Published: 30 September 2005

Abstract

Background

In human breast cancer normal mammary cells typically develop into hyperplasia, ductal carcinoma in situ, invasive cancer, and metastasis. The changes in gene expression associated with this stepwise progression are unclear. Mice transgenic for mouse mammary tumor virus (MMTV)-Wnt-1 exhibit discrete steps of mammary tumorigenesis, including hyperplasia, invasive ductal carcinoma, and distant metastasis.
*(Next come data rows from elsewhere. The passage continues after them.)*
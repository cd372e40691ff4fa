use std::cell::Cell;
use std::future::Future;
use std::rc::Rc;

use serde::Deserialize;

/// Timing for the cycling hero text, in milliseconds.
#[derive(Debug, Clone, PartialEq, Deserialize)]
#[serde(default)]
pub struct TypewriterConfig {
    pub type_speed_ms: u32,
    pub delete_speed_ms: u32,
    pub delay_ms: u32,
    pub looping: bool,
    pub cursor: String,
}

impl Default for TypewriterConfig {
    fn default() -> Self {
        Self {
            type_speed_ms: 70,
            delete_speed_ms: 50,
            delay_ms: 1500,
            looping: true,
            cursor: "_".to_owned(),
        }
    }
}

#[derive(Debug, Copy, Clone, PartialEq, Eq)]
enum Phase {
    Typing,
    Holding,
    Deleting,
    Done,
}

/// Type / hold / delete state machine over a list of words.
///
/// Each [`tick`](Typewriter::tick) advances one step and returns how long to
/// wait before the next one, or `None` once there is nothing left to animate.
#[derive(Debug, Clone)]
pub struct Typewriter {
    words: Vec<Vec<char>>,
    config: TypewriterConfig,
    word: usize,
    shown: usize,
    phase: Phase,
}

impl Typewriter {
    pub fn new<S: AsRef<str>>(words: &[S], config: TypewriterConfig) -> Self {
        let words: Vec<Vec<char>> = words.iter().map(|w| w.as_ref().chars().collect()).collect();
        let phase = if words.is_empty() { Phase::Done } else { Phase::Typing };
        Self { words, config, word: 0, shown: 0, phase }
    }

    /// Delay before the first tick.
    pub fn first_delay(&self) -> Option<u32> {
        (self.phase != Phase::Done).then_some(self.config.type_speed_ms)
    }

    pub fn text(&self) -> String {
        self.words
            .get(self.word)
            .map(|w| w[..self.shown].iter().collect())
            .unwrap_or_default()
    }

    pub fn is_done(&self) -> bool {
        self.phase == Phase::Done
    }

    pub fn tick(&mut self) -> Option<u32> {
        let len = self.words.get(self.word)?.len();
        let last = self.word + 1 == self.words.len();

        match self.phase {
            Phase::Typing => {
                if self.shown < len {
                    self.shown += 1;
                }
                if self.shown < len {
                    return Some(self.config.type_speed_ms);
                }
                if last && !self.config.looping {
                    self.phase = Phase::Done;
                    return None;
                }
                self.phase = Phase::Holding;
                Some(self.config.delay_ms)
            }
            Phase::Holding => {
                self.phase = Phase::Deleting;
                self.delete_one()
            }
            Phase::Deleting => self.delete_one(),
            Phase::Done => None,
        }
    }

    fn delete_one(&mut self) -> Option<u32> {
        self.shown = self.shown.saturating_sub(1);
        if self.shown > 0 {
            return Some(self.config.delete_speed_ms);
        }

        self.word = (self.word + 1) % self.words.len();
        self.phase = Phase::Typing;
        Some(self.config.type_speed_ms)
    }
}

/// Read side of a liveness flag; goes false once its [`AliveGuard`] drops.
#[derive(Clone)]
pub struct Alive(Rc<Cell<bool>>);

impl Alive {
    pub fn get(&self) -> bool {
        self.0.get()
    }
}

pub struct AliveGuard(Rc<Cell<bool>>);

impl Drop for AliveGuard {
    fn drop(&mut self) {
        self.0.set(false);
    }
}

pub fn liveness() -> (AliveGuard, Alive) {
    let flag = Rc::new(Cell::new(true));
    (AliveGuard(flag.clone()), Alive(flag))
}

/// Runs `machine` to completion, waiting on `sleep` between steps and
/// publishing each new text through `on_text`.
///
/// Returns without ticking again as soon as `alive` reads false after a wait.
pub async fn drive<S, F>(mut machine: Typewriter, alive: Alive, mut on_text: impl FnMut(String), sleep: S)
where
    S: Fn(u32) -> F,
    F: Future<Output = ()>,
{
    let Some(mut delay) = machine.first_delay() else { return };
    loop {
        sleep(delay).await;
        if !alive.get() {
            return;
        }

        let next = machine.tick();
        on_text(machine.text());

        match next {
            Some(d) => delay = d,
            None => return,
        }
    }
}
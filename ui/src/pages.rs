pub mod not_found;
pub mod portfolio;
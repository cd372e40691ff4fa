use leptos::prelude::*;

use crate::components::cycling_text::CyclingText;
use crate::components::nav_bar::NavLink;
use crate::components::project_card::ProjectGrid;
use crate::components::section::Section;
use crate::nav::NavAnchor;
use crate::profile::{PROFILE, Profile};

#[component]
fn Hero(profile: &'static Profile) -> impl IntoView {
    view! {
        <section
            id="hero"
            class="min-h-[90vh] mt-16 flex flex-col justify-center items-center text-center px-4 text-white bg-gradient-to-br from-primary to-blue-500"
        >
            <h1 class="text-5xl sm:text-6xl font-display mb-4 animate-fade-in">{ profile.greeting.clone() }</h1>
            <p class="text-2xl mb-8 h-8">
                <CyclingText words=profile.roles.clone() config=profile.typewriter.clone()/>
            </p>
            <NavLink
                anchor=NavAnchor::Projects
                class="inline-block bg-accent text-white px-8 py-4 rounded-full uppercase font-medium hover:brightness-110 animate-pulse"
            >"View Projects"</NavLink>
        </section>
    }
}

#[component]
fn ResumeList(profile: &'static Profile) -> impl IntoView {
    view! {
        <ul class="list-disc pl-6 space-y-1">
            { profile.resumes.iter().map(|r| view! {
                <li>
                    <a href=r.href.clone() target="_blank" rel="noopener noreferrer" class="underline hover:text-primary">
                        { r.label.clone() }
                    </a>
                </li>
            }).collect_view() }
        </ul>
    }
}

#[component]
fn ContactLinks(profile: &'static Profile) -> impl IntoView {
    let contact = &profile.contact;

    view! {
        <div class="flex flex-col gap-4">
            <a href=contact.mailto() class="flex items-center gap-2 hover:text-primary">
                <span aria-hidden="true">"✉"</span>
                { contact.email.clone() }
            </a>
            { contact.links.iter().map(|l| view! {
                <a
                    href=l.url.clone()
                    target="_blank"
                    rel="noopener noreferrer"
                    class="flex items-center gap-2 hover:text-primary"
                >
                    { l.icon.as_ref().map(|ic| view! {
                        <i class=format!("devicon-{ic}-plain") aria-hidden="true"></i>
                    }) }
                    { l.label.clone() }
                </a>
            }).collect_view() }
        </div>
    }
}

#[component]
pub fn Portfolio() -> impl IntoView {
    let profile: &'static Profile = &PROFILE;

    view! {
        <Hero profile/>

        <div class="max-w-6xl mx-auto px-6">
            <Section anchor=NavAnchor::About title="About Me" class="py-16">
                <p class="text-lg leading-relaxed">{ profile.about.clone() }</p>
            </Section>
        </div>

        <div class="bg-slate-200">
            <div class="max-w-6xl mx-auto px-6">
                <Section anchor=NavAnchor::Projects title="Projects" class="py-16">
                    <ProjectGrid entries=profile.projects.clone()/>
                </Section>
            </div>
        </div>

        <div class="max-w-6xl mx-auto px-6 py-8 grid grid-cols-1 md:grid-cols-2 gap-x-12 gap-y-8">
            <Section anchor=NavAnchor::Leadership title="Leadership & Community">
                <p class="leading-relaxed">{ profile.leadership.clone() }</p>
            </Section>
            <Section anchor=NavAnchor::Skills title="Technical Skills">
                <p class="leading-relaxed">{ profile.skills_line() }</p>
            </Section>
            <Section anchor=NavAnchor::Resume title="Resumes">
                <ResumeList profile/>
            </Section>
            <Section anchor=NavAnchor::Contact title="Contact">
                <ContactLinks profile/>
            </Section>
        </div>
    }
}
These mice might therefore be useful models for discovering changes in gene expression during cancer development.

Results

We used cDNA microarrays to determine the expression profiles of five normal mammary glands, seven hyperplastic mammary glands and 23 mammary tumors from MMTV-Wnt-1 transgenic mice, and 12 mammary tumors from MMTV-Neu transgenic mice. Adipose tissues were used to control for fat cells in the vicinity of the mammary glands. In these analyses, we found that the progression of normal virgin mammary glands to hyperplastic tissues and to mammary tumors is accompanied by differences in the expression of several hundred genes at each step. Some of these differences appear to be unique to the effects of Wnt signaling; others seem to be common to tumors induced by both Neu and Wnt-1 oncogenes.

Conclusion

We described gene-expression patterns associated with breast-cancer development in mice, and identified genes that may be significant targets for oncogenic events. The expression data developed provide a resource for illuminating the molecular mechanisms involved in breast cancer development, especially through the identification of genes that are critical in cancer initiation and progression.